**Assignment**
What is the number of lines in the data that contain "ResponseBody"? Respond with nothing else.
Start of Data
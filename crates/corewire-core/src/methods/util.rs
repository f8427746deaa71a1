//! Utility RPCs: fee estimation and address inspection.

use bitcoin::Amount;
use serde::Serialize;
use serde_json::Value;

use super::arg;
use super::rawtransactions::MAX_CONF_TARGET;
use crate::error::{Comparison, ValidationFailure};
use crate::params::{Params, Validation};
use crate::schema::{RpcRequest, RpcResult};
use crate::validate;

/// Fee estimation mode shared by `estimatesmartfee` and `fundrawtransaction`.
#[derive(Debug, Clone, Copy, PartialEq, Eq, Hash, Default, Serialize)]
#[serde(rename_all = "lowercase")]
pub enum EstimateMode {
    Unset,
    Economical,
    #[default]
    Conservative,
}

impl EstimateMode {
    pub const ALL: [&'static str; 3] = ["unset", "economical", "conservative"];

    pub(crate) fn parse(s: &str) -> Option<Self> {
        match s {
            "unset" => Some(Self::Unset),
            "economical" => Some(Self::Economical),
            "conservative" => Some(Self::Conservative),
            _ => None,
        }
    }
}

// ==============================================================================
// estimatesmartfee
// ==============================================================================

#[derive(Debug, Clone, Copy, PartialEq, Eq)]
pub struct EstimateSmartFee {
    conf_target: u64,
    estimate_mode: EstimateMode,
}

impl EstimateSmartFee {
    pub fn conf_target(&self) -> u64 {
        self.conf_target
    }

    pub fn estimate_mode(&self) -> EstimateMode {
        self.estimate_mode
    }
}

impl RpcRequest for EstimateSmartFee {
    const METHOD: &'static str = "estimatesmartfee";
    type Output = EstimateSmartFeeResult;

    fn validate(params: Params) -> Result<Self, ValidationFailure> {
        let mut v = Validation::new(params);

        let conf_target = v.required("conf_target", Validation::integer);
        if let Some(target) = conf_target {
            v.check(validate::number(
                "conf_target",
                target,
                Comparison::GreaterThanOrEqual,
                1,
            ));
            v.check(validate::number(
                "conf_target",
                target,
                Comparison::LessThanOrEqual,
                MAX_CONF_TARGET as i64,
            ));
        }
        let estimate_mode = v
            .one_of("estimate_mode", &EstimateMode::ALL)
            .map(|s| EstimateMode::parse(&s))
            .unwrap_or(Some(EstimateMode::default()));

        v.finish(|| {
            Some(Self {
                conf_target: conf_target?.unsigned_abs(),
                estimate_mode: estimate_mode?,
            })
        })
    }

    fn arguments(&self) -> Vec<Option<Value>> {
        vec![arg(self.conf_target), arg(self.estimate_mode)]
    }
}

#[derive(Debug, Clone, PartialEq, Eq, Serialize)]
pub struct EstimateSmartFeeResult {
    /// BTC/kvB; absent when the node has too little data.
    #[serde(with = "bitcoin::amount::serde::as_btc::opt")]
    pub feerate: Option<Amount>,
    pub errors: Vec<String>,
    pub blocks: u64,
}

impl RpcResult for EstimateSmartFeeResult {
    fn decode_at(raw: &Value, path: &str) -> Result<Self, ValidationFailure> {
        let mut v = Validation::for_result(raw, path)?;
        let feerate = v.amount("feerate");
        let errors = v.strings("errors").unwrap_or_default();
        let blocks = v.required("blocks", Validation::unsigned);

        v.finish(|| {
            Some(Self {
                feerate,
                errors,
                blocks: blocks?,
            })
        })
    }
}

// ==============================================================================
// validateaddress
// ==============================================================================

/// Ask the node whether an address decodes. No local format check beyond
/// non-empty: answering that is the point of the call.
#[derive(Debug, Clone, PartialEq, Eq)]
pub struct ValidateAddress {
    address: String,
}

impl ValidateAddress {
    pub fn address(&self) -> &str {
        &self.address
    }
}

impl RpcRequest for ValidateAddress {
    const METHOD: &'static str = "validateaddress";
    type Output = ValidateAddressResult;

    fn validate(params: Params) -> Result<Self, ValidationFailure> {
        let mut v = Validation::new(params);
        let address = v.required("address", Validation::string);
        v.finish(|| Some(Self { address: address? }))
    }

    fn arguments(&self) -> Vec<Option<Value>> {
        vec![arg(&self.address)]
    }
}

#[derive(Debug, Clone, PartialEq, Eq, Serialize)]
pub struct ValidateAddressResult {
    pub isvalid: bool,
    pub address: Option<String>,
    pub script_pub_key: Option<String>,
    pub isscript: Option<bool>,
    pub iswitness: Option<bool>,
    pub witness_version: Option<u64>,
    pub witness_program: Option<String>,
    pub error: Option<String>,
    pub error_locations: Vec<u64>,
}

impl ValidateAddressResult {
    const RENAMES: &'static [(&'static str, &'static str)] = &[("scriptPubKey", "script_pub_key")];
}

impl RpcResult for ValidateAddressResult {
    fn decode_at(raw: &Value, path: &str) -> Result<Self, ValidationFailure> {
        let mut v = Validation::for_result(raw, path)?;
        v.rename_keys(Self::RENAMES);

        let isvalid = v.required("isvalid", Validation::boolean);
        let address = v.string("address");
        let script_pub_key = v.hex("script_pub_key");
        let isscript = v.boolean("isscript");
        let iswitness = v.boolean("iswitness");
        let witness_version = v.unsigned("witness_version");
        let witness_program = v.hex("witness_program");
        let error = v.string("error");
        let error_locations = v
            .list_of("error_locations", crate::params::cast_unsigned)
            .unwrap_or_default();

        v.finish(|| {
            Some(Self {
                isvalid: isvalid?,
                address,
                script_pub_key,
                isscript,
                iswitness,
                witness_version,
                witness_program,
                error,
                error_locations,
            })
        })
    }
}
End of Data
Start of Data
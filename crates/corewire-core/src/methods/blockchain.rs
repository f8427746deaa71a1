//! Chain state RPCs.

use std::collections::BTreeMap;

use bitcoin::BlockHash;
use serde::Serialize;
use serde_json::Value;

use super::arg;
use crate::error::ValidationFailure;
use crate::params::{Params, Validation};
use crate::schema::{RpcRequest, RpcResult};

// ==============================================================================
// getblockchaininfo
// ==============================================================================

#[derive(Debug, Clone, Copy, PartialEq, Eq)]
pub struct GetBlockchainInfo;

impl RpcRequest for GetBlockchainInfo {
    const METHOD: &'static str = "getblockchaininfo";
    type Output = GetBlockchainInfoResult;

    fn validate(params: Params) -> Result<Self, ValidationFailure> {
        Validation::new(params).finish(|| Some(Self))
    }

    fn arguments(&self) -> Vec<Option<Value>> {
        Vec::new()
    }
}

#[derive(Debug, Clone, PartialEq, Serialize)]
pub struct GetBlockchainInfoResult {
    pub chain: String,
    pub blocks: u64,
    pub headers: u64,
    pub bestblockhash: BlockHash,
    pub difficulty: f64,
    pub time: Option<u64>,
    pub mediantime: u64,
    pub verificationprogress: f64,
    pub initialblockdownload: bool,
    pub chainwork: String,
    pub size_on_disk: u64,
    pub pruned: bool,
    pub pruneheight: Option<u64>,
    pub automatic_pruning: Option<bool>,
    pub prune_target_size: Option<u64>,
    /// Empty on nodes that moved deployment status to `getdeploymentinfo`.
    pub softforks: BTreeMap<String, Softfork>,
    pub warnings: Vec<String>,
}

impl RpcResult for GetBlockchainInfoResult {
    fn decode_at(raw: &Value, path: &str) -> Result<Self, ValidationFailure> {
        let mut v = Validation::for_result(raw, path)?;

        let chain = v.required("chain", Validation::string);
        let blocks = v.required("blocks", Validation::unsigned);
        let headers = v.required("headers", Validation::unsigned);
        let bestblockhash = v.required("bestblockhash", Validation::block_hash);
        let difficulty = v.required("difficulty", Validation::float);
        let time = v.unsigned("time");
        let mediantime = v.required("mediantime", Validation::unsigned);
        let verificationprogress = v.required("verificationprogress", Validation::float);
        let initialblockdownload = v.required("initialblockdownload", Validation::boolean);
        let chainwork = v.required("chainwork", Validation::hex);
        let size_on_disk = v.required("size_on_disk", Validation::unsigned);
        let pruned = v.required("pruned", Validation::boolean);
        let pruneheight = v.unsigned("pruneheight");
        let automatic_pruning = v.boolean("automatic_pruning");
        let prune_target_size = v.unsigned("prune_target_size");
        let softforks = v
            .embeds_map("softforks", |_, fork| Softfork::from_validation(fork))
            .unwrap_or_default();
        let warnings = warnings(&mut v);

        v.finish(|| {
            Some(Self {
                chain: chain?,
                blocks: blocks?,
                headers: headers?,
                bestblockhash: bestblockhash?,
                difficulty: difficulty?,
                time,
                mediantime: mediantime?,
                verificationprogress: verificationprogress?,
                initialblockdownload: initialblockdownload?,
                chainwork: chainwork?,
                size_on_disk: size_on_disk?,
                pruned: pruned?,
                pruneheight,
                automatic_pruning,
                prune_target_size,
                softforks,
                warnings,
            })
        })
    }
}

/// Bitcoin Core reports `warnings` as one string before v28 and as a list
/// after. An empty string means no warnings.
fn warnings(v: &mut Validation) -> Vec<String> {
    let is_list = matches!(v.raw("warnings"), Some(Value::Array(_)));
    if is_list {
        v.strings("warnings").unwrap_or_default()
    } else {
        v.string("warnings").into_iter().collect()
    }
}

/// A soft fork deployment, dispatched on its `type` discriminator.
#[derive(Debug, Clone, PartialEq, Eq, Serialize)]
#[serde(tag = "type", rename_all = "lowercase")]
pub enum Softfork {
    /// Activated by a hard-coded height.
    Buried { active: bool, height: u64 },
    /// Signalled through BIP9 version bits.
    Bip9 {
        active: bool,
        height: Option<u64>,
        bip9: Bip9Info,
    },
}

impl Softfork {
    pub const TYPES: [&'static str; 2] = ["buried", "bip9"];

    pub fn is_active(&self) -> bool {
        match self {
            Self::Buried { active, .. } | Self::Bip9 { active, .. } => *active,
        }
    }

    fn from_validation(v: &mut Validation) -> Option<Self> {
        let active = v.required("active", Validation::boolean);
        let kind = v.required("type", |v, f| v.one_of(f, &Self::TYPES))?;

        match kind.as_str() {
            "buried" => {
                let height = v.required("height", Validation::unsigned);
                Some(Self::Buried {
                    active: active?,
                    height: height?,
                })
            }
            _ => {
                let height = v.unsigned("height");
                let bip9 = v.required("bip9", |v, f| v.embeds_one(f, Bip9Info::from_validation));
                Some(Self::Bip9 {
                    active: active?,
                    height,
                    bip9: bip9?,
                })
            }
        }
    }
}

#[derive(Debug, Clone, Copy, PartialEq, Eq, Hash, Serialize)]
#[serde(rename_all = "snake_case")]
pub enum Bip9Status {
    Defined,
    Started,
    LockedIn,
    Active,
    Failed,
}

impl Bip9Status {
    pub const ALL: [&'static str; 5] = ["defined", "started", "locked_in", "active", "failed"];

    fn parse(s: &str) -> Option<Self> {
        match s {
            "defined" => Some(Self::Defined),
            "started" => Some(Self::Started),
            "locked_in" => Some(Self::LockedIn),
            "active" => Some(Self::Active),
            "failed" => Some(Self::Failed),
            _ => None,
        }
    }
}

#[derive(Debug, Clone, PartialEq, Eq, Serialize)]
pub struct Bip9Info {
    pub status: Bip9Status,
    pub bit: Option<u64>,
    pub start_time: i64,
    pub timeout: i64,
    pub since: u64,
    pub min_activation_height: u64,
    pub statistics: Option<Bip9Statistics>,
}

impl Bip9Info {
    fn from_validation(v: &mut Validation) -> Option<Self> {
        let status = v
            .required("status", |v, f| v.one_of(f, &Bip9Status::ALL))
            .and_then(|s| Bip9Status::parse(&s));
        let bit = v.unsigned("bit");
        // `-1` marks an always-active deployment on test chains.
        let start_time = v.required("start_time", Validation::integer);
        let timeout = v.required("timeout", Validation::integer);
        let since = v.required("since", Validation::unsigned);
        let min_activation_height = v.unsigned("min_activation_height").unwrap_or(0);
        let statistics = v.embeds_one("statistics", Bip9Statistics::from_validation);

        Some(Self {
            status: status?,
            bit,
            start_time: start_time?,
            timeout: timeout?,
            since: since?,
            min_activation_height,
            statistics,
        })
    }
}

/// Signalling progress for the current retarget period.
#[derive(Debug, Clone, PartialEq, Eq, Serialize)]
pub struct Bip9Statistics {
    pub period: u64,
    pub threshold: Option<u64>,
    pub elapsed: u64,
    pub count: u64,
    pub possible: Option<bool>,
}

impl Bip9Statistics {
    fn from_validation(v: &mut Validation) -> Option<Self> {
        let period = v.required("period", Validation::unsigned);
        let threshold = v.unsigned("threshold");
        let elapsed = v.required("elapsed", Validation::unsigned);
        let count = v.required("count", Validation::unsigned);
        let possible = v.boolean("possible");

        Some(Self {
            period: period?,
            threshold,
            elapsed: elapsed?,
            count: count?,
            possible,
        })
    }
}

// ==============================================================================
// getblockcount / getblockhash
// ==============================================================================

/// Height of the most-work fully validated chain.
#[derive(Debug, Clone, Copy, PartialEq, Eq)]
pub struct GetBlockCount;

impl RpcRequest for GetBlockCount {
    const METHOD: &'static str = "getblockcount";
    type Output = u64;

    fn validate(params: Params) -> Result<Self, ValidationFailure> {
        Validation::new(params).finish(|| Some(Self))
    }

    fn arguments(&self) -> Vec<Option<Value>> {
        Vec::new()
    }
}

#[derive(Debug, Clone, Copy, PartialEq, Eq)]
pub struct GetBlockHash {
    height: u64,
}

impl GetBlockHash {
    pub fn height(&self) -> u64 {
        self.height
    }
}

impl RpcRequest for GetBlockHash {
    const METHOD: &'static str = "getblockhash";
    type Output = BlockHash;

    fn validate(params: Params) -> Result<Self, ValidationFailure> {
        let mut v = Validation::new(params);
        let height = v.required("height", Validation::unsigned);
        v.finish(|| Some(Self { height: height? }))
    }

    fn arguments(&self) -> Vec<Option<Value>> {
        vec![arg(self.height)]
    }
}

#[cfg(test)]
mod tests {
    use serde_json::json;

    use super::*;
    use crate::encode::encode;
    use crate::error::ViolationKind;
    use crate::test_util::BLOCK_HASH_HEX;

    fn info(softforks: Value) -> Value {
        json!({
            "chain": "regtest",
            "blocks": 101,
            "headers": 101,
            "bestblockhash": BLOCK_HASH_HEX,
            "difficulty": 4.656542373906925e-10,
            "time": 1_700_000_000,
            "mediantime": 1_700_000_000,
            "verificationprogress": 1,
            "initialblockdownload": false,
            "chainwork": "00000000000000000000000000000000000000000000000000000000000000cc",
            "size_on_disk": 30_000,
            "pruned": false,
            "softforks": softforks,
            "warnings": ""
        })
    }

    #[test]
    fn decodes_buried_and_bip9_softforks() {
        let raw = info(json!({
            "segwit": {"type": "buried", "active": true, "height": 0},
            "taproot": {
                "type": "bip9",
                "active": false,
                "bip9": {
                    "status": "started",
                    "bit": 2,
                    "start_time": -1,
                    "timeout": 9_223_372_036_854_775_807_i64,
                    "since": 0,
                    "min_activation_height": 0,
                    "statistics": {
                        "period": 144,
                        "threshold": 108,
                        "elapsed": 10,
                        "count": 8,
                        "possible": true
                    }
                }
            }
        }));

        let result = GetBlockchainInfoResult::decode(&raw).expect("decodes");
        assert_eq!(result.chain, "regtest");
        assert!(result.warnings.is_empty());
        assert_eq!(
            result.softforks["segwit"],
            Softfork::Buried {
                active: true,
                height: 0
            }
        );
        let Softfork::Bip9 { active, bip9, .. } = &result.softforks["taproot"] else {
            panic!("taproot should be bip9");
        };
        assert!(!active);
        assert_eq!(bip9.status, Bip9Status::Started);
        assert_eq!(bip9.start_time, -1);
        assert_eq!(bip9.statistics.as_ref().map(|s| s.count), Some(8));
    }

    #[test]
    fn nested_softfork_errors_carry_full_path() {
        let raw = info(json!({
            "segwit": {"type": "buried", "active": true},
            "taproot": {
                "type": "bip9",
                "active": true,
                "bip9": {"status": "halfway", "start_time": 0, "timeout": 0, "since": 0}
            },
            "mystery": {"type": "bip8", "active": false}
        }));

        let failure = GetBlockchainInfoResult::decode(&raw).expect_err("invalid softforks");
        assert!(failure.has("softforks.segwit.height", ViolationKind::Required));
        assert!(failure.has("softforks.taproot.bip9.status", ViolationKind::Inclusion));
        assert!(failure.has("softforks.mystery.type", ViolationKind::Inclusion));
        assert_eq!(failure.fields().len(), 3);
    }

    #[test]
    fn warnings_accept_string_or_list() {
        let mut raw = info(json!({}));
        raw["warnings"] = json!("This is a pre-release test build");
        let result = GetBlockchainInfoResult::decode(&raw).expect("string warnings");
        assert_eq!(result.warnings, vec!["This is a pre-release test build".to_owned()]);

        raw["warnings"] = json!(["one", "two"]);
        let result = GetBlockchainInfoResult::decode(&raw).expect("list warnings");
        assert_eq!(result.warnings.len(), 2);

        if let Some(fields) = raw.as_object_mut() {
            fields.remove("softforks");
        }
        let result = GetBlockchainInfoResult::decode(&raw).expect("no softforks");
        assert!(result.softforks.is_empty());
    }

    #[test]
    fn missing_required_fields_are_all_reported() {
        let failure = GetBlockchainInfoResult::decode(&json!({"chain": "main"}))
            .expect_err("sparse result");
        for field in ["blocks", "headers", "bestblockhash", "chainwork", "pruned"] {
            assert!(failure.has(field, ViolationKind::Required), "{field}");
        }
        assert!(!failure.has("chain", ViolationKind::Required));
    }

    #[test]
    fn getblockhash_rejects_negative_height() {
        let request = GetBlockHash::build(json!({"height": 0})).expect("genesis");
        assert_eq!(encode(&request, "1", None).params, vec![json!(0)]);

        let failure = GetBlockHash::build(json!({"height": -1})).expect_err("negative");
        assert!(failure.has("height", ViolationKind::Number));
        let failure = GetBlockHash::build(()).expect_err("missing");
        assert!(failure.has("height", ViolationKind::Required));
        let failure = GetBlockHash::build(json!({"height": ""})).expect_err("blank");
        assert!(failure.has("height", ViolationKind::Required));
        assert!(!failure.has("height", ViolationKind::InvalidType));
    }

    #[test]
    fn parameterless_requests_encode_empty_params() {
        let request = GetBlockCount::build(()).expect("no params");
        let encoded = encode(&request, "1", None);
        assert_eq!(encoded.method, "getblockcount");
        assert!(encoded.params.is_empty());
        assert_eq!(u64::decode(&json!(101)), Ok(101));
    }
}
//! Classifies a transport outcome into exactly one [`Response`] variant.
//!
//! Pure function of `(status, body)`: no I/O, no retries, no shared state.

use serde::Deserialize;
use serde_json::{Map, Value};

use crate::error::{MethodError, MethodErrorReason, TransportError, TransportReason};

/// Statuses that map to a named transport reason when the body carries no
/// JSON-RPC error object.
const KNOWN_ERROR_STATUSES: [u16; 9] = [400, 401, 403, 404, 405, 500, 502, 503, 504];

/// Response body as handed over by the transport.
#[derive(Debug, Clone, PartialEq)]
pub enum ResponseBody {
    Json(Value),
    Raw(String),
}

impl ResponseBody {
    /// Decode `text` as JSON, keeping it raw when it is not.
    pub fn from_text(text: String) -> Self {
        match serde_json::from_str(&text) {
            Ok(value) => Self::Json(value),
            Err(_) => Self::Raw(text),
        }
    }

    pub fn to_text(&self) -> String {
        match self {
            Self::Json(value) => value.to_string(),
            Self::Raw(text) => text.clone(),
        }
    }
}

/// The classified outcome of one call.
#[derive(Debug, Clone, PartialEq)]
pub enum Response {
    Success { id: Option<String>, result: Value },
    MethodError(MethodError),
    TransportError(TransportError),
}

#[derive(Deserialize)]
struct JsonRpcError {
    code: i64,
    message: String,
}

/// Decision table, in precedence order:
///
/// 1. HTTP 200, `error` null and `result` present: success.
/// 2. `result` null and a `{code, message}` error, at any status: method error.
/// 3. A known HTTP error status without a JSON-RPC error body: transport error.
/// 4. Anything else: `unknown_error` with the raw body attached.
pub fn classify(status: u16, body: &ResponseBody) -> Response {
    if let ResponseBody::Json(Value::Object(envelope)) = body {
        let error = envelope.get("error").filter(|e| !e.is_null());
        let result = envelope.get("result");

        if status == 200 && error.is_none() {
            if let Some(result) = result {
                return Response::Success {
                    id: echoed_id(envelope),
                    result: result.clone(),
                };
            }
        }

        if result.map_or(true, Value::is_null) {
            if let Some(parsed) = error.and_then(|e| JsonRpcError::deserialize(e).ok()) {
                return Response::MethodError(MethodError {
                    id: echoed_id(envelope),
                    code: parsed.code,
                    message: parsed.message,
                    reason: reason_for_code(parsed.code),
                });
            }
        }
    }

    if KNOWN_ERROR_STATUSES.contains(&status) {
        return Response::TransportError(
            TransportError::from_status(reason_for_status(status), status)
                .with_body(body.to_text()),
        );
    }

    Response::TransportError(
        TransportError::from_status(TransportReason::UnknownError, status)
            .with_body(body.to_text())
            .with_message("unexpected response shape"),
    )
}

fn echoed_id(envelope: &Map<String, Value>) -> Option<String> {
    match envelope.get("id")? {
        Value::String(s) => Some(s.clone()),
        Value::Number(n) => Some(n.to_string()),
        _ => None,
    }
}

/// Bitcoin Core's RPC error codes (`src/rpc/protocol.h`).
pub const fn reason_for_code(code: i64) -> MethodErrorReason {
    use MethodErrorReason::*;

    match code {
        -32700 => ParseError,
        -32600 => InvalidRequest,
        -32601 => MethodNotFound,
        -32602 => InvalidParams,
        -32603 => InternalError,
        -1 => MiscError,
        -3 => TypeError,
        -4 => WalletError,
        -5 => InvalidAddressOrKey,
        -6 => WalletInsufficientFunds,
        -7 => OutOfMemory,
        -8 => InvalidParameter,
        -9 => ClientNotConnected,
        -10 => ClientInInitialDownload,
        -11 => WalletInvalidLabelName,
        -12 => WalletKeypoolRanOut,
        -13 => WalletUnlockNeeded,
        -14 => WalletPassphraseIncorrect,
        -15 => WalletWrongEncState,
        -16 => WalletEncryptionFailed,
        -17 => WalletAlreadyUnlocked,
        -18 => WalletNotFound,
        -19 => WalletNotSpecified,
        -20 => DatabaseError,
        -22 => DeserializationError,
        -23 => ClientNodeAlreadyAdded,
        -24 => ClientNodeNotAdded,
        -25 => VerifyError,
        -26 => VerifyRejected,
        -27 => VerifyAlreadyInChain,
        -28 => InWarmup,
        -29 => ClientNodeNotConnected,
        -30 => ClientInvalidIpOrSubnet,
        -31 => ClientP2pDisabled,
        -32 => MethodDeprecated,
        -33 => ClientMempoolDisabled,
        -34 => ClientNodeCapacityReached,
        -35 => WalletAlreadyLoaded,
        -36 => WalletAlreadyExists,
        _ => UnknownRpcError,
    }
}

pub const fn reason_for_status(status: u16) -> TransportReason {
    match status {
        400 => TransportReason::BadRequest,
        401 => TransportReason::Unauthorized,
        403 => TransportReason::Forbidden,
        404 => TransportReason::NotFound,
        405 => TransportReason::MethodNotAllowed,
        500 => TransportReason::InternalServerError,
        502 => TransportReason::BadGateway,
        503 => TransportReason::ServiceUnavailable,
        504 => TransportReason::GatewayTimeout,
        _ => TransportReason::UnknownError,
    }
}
End of Data
Start of Data
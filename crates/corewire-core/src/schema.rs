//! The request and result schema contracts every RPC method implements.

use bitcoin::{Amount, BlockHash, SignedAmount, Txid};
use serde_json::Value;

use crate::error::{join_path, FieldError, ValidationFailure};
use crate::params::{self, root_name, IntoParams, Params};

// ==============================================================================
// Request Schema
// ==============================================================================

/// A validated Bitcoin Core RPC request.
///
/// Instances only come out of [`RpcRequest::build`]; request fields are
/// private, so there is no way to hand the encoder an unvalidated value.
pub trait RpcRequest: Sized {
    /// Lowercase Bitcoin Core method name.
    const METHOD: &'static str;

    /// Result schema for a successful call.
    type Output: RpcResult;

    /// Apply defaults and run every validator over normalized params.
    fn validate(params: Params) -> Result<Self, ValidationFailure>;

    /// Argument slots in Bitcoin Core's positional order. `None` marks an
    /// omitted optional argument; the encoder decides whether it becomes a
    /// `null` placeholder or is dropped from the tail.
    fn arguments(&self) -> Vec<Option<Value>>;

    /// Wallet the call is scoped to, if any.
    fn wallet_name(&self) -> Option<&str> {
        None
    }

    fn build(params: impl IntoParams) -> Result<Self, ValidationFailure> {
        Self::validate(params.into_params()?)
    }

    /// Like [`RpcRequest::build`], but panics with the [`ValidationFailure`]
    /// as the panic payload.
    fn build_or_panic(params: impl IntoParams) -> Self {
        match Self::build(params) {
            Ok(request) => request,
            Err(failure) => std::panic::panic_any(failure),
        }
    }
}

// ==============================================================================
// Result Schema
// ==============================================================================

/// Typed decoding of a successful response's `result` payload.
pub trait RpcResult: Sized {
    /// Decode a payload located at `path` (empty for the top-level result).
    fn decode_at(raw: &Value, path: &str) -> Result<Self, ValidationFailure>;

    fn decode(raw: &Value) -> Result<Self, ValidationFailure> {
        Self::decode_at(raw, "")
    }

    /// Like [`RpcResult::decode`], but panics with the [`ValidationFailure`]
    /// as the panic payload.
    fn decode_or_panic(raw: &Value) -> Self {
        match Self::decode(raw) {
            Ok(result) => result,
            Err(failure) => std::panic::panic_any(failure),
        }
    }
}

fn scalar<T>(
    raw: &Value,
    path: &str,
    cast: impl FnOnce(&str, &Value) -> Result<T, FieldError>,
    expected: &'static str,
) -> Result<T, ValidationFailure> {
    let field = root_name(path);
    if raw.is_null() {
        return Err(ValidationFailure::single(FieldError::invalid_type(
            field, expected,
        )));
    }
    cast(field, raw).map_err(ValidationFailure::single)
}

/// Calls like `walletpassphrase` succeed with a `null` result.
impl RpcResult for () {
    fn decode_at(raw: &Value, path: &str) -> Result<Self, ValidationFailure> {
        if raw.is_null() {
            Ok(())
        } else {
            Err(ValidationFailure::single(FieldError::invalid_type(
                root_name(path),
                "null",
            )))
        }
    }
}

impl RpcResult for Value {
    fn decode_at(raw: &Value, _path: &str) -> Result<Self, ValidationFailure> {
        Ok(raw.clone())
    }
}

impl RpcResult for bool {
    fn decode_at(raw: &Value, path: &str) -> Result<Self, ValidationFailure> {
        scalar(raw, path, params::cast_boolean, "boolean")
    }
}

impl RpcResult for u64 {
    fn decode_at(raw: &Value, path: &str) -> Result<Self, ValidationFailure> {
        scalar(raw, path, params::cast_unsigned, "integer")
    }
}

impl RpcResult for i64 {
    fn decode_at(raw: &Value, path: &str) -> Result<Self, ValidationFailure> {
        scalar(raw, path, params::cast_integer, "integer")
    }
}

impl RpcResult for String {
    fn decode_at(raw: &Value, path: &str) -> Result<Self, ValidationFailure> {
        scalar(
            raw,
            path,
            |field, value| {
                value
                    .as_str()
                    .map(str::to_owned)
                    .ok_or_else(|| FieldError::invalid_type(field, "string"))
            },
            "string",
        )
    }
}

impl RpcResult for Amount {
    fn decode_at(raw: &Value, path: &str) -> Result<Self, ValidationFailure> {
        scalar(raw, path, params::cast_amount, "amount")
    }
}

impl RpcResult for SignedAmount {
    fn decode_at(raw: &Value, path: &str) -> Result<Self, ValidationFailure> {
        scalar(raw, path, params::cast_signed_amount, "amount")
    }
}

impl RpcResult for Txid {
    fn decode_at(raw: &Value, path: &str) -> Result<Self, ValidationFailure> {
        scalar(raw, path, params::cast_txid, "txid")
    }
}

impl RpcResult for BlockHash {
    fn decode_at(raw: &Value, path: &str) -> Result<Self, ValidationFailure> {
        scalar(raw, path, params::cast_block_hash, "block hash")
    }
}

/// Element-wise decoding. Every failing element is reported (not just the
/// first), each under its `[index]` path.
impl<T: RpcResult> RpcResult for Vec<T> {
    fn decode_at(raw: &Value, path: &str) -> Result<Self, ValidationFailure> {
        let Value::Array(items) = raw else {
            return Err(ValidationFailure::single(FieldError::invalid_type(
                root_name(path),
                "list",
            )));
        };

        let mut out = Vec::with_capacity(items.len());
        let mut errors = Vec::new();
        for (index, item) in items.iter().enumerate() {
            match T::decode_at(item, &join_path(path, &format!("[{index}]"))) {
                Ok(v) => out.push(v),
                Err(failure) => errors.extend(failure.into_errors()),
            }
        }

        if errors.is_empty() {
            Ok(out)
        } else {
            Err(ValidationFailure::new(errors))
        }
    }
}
End of Data
**Answer below**
4